[Stored data entries]
====
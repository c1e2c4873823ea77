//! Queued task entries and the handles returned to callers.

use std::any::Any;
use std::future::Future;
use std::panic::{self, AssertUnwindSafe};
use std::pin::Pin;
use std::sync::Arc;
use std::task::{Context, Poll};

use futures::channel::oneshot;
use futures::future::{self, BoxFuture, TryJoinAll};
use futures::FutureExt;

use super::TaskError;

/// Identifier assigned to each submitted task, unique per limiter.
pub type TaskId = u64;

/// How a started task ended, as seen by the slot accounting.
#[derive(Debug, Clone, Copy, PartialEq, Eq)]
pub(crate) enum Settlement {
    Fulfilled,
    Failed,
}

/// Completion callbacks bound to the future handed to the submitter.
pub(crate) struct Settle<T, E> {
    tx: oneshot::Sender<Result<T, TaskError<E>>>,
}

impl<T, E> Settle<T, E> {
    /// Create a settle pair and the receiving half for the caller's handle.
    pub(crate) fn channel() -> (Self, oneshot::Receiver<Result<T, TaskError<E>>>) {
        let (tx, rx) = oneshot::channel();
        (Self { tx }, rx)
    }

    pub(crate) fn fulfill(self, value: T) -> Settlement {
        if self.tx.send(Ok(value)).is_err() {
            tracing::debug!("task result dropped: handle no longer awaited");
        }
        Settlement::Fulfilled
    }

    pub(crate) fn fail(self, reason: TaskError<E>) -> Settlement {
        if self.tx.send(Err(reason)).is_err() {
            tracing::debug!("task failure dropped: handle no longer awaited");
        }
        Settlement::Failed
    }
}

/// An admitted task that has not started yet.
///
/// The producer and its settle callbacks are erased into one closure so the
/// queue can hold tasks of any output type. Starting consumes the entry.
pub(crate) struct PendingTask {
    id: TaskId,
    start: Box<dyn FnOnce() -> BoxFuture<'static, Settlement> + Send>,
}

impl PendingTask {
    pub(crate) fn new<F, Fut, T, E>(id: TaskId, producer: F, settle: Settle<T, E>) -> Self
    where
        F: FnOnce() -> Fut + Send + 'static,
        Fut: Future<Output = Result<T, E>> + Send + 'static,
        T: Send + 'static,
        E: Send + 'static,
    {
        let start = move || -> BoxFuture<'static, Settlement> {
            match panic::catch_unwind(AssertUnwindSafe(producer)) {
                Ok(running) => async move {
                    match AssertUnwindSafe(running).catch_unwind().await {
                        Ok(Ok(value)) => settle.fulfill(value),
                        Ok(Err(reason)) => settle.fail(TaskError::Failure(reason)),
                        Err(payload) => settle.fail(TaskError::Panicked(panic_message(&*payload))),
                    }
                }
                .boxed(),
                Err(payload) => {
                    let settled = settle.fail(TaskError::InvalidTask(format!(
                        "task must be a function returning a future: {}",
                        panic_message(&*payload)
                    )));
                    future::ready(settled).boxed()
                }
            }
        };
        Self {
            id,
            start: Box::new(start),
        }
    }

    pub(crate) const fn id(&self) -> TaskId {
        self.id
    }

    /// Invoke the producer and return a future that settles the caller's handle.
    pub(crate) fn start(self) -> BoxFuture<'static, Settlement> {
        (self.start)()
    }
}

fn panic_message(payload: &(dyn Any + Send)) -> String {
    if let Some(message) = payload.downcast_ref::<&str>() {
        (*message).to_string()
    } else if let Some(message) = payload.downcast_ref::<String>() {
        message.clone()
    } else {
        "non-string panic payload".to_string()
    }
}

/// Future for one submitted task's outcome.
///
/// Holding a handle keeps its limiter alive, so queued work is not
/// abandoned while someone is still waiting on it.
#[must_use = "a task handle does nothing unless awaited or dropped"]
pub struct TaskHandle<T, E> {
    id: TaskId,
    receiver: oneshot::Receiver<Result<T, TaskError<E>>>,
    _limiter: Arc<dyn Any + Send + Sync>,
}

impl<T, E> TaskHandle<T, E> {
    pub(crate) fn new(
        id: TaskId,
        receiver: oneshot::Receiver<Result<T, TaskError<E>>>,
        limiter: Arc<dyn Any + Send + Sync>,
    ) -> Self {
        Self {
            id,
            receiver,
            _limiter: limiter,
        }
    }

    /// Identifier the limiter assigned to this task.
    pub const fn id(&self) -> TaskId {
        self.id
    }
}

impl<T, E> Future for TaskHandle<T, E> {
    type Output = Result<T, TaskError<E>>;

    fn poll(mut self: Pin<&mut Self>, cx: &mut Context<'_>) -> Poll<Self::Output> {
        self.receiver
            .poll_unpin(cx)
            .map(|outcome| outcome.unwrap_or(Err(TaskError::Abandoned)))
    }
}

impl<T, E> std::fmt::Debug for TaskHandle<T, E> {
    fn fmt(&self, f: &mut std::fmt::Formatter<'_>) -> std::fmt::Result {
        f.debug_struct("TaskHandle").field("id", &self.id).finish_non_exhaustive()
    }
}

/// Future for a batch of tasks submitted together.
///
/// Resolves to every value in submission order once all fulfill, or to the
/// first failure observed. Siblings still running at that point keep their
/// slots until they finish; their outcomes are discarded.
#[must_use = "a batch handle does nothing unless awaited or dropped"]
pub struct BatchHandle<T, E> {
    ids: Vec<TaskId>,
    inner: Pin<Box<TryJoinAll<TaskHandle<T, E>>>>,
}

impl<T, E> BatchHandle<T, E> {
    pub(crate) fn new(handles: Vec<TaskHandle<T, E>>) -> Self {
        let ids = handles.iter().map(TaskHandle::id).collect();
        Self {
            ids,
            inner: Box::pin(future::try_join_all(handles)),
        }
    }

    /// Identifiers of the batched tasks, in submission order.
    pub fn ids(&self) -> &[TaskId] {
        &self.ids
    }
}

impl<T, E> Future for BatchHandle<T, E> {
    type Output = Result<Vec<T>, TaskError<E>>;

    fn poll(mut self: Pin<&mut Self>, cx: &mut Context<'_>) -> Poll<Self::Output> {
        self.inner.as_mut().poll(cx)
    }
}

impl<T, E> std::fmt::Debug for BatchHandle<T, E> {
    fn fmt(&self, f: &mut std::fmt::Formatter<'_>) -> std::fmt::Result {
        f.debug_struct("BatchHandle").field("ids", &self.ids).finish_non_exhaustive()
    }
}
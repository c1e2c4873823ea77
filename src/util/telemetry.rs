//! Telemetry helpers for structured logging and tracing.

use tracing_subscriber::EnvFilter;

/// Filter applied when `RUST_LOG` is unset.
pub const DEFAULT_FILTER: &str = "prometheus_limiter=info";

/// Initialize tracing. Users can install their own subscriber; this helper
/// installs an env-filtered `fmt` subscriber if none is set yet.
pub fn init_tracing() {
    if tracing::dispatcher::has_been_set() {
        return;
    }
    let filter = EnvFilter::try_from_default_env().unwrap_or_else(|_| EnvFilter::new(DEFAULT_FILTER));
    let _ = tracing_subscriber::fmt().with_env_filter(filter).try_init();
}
====
-- Required work --
Take each record above and return it verbatim.

-- Exercise response --
repository c1e2c4873823ea77
//! Queued task entries and the handles returned to callers.

use std::any::Any;
use std::future::Future;
use std::panic::{self, AssertUnwindSafe};
use std::pin::Pin;
use std::sync::Arc;
use std::task::{Context, Poll};

use futures::channel::oneshot;
use futures::future::{self, BoxFuture, TryJoinAll};
use futures::FutureExt;

use super::TaskError;

/// Identifier assigned to each submitted task, unique per limiter.
pub type TaskId = u64;

/// How a started task ended, as seen by the slot accounting.
#[derive(Debug, Clone, Copy, PartialEq, Eq)]
pub(crate) enum Settlement {
    Fulfilled,
    Failed,
}

/// Completion callbacks bound to the future handed to the submitter.
pub(crate) struct Settle<T, E> {
    tx: oneshot::Sender<Result<T, TaskError<E>>>,
}

impl<T, E> Settle<T, E> {
    /// Create a settle pair and the receiving half for the caller's handle.
    pub(crate) fn channel() -> (Self, oneshot::Receiver<Result<T, TaskError<E>>>) {
        let (tx, rx) = oneshot::channel();
        (Self { tx }, rx)
    }

    pub(crate) fn fulfill(self, value: T) -> Settlement {
        if self.tx.send(Ok(value)).is_err() {
            tracing::debug!("task result dropped: handle no longer awaited");
        }
        Settlement::Fulfilled
    }

    pub(crate) fn fail(self, reason: TaskError<E>) -> Settlement {
        if self.tx.send(Err(reason)).is_err() {
            tracing::debug!("task failure dropped: handle no longer awaited");
        }
        Settlement::Failed
    }
}

/// An admitted task that has not started yet.
///
/// The producer and its settle callbacks are erased into one closure so the
/// queue can hold tasks of any output type. Starting consumes the entry.
pub(crate) struct PendingTask {
    id: TaskId,
    start: Box<dyn FnOnce() -> BoxFuture<'static, Settlement> + Send>,
}

impl PendingTask {
    pub(crate) fn new<F, Fut, T, E>(id: TaskId, producer: F, settle: Settle<T, E>) -> Self
    where
        F: FnOnce() -> Fut + Send + 'static,
        Fut: Future<Output = Result<T, E>> + Send + 'static,
        T: Send + 'static,
        E: Send + 'static,
    {
        let start = move || -> BoxFuture<'static, Settlement> {
            match panic::catch_unwind(AssertUnwindSafe(producer)) {
                Ok(running) => async move {
                    match AssertUnwindSafe(running).catch_unwind().await {
                        Ok(Ok(value)) => settle.fulfill(value),
                        Ok(Err(reason)) => settle.fail(TaskError::Failure(reason)),
                        Err(payload) => settle.fail(TaskError::Panicked(panic_message(&*payload))),
                    }
                }
                .boxed(),
                Err(payload) => {
                    let settled = settle.fail(TaskError::InvalidTask(format!(
                        "task must be a function returning a future: {}",
                        panic_message(&*payload)
                    )));
                    future::ready(settled).boxed()
                }
            }
        };
        Self {
            id,
            start: Box::new(start),
        }
    }

    pub(crate) const fn id(&self) -> TaskId {
        self.id
    }

    /// Invoke the producer and return a future that settles the caller's handle.
    pub(crate) fn start(self) -> BoxFuture<'static, Settlement> {
        (self.start)()
    }
}

fn panic_message(payload: &(dyn Any + Send)) -> String {
    if let Some(message) = payload.downcast_ref::<&str>() {
        (*message).to_string()
    } else if let Some(message) = payload.downcast_ref::<String>() {
        message.clone()
    } else {
        "non-string panic payload".to_string()
    }
}

/// Future for one submitted task's outcome.
///
/// Holding a handle keeps its limiter alive, so queued work is not
/// abandoned while someone is still waiting on it.
#[must_use = "a task handle does nothing unless awaited or dropped"]
pub struct TaskHandle<T, E> {
    id: TaskId,
    receiver: oneshot::Receiver<Result<T, TaskError<E>>>,
    _limiter: Arc<dyn Any + Send + Sync>,
}

impl<T, E> TaskHandle<T, E> {
    pub(crate) fn new(
        id: TaskId,
        receiver: oneshot::Receiver<Result<T, TaskError<E>>>,
        limiter: Arc<dyn Any + Send + Sync>,
    ) -> Self {
        Self {
            id,
            receiver,
            _limiter: limiter,
        }
    }

    /// Identifier the limiter assigned to this task.
    pub const fn id(&self) -> TaskId {
        self.id
    }
}

impl<T, E> Future for TaskHandle<T, E> {
    type Output = Result<T, TaskError<E>>;

    fn poll(mut self: Pin<&mut Self>, cx: &mut Context<'_>) -> Poll<Self::Output> {
        self.receiver
            .poll_unpin(cx)
            .map(|outcome| outcome.unwrap_or(Err(TaskError::Abandoned)))
    }
}

impl<T, E> std::fmt::Debug for TaskHandle<T, E> {
    fn fmt(&self, f: &mut std::fmt::Formatter<'_>) -> std::fmt::Result {
        f.debug_struct("TaskHandle").field("id", &self.id).finish_non_exhaustive()
    }
}

/// Future for a batch of tasks submitted together.
///
/// Resolves to every value in submission order once all fulfill, or to the
/// first failure observed. Siblings still running at that point keep their
/// slots until they finish; their outcomes are discarded.
#[must_use = "a batch handle does nothing unless awaited or dropped"]
pub struct BatchHandle<T, E> {
    ids: Vec<TaskId>,
    inner: Pin<Box<TryJoinAll<TaskHandle<T, E>>>>,
}

impl<T, E> BatchHandle<T, E> {
    pub(crate) fn new(handles: Vec<TaskHandle<T, E>>) -> Self {
        let ids = handles.iter().map(TaskHandle::id).collect();
        Self {
            ids,
            inner: Box::pin(future::try_join_all(handles)),
        }
    }

    /// Identifiers of the batched tasks, in submission order.
    pub fn ids(&self) -> &[TaskId] {
        &self.ids
    }
}

impl<T, E> Future for BatchHandle<T, E> {
    type Output = Result<Vec<T>, TaskError<E>>;

    fn poll(mut self: Pin<&mut Self>, cx: &mut Context<'_>) -> Poll<Self::Output> {
        self.inner.as_mut().poll(cx)
    }
}

impl<T, E> std::fmt::Debug for BatchHandle<T, E> {
    fn fmt(&self, f: &mut std::fmt::Formatter<'_>) -> std::fmt::Result {
        f.debug_struct("BatchHandle").field("ids", &self.ids).finish_non_exhaustive()
    }
}
repository c1e2c4873823ea77
filename src/util/telemetry.rs
//! Telemetry helpers for structured logging and tracing.

use tracing_subscriber::EnvFilter;

/// Filter applied when `RUST_LOG` is unset.
pub const DEFAULT_FILTER: &str = "prometheus_limiter=info";

/// Initialize tracing. Users can install their own subscriber; this helper
/// installs an env-filtered `fmt` subscriber if none is set yet.
pub fn init_tracing() {
    if tracing::dispatcher::has_been_set() {
        return;
    }
    let filter = EnvFilter::try_from_default_env().unwrap_or_else(|_| EnvFilter::new(DEFAULT_FILTER));
    let _ = tracing_subscriber::fmt().with_env_filter(filter).try_init();
}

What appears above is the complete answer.